- _What is expected_
Find the word "break" in the data. Return every line where it appears.

[Dataset entries]

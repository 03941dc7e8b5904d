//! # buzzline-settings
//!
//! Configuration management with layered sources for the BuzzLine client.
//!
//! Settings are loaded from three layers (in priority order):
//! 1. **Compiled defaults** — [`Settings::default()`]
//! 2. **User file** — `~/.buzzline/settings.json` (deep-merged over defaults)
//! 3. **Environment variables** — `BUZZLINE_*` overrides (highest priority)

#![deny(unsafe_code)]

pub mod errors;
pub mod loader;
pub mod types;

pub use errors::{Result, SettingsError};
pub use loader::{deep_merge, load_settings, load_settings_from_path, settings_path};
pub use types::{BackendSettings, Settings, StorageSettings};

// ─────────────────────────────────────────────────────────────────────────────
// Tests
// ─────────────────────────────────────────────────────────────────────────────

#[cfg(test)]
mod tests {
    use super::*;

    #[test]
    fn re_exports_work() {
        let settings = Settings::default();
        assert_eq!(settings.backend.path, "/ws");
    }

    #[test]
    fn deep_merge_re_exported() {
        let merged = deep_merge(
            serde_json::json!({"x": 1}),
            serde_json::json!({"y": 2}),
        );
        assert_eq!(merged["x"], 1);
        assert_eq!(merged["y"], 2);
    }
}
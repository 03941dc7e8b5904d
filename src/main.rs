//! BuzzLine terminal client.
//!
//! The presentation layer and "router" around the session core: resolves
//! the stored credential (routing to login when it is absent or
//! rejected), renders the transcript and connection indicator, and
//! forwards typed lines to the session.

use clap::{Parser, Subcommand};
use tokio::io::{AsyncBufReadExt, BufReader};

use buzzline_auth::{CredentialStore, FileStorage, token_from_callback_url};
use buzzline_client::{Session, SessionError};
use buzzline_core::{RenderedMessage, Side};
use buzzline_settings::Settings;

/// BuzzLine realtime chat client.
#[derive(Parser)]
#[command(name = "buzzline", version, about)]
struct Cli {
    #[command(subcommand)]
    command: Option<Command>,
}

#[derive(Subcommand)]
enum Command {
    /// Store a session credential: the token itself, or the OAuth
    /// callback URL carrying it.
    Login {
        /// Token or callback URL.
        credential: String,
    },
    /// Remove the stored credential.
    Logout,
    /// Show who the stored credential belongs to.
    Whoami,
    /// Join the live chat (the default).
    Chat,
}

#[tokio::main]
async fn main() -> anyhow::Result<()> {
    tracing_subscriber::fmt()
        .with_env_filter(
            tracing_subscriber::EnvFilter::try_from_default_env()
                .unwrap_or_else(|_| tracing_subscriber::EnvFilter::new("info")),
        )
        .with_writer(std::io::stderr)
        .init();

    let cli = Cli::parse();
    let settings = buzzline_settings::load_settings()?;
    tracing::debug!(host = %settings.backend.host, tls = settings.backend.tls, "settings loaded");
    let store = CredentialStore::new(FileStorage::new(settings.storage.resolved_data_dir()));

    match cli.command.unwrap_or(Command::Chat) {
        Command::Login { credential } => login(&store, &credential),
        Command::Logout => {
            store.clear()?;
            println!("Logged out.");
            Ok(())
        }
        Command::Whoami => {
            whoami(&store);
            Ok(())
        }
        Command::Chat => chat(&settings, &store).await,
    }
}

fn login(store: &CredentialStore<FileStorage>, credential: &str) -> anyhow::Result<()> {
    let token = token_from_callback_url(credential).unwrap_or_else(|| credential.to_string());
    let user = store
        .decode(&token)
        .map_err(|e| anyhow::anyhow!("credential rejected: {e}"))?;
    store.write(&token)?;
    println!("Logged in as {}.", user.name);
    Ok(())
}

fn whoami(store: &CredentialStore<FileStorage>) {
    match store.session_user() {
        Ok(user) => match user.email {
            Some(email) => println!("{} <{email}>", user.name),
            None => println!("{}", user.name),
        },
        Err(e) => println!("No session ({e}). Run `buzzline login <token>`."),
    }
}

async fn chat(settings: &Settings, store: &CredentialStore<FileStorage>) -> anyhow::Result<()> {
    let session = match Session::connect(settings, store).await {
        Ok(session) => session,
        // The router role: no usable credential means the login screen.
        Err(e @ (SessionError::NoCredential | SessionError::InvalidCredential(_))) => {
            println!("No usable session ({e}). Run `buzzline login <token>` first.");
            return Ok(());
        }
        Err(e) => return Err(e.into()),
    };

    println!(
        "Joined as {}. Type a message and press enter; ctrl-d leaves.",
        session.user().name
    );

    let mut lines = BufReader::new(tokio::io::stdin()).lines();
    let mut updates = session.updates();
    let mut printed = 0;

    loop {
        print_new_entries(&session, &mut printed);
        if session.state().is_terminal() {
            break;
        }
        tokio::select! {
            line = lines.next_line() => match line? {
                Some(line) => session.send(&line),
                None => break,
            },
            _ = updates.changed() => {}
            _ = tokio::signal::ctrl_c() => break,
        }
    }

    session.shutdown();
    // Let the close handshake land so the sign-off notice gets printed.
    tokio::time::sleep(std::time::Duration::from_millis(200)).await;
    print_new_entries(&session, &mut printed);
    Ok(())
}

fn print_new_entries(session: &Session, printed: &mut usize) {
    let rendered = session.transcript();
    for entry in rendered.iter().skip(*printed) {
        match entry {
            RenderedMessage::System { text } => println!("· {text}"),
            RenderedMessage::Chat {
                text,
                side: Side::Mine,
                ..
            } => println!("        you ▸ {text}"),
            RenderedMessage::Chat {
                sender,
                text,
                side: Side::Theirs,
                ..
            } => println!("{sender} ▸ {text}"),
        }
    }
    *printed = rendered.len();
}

- _Result_
            break;
                None => break,
            _ = tokio::signal::ctrl_c() => break,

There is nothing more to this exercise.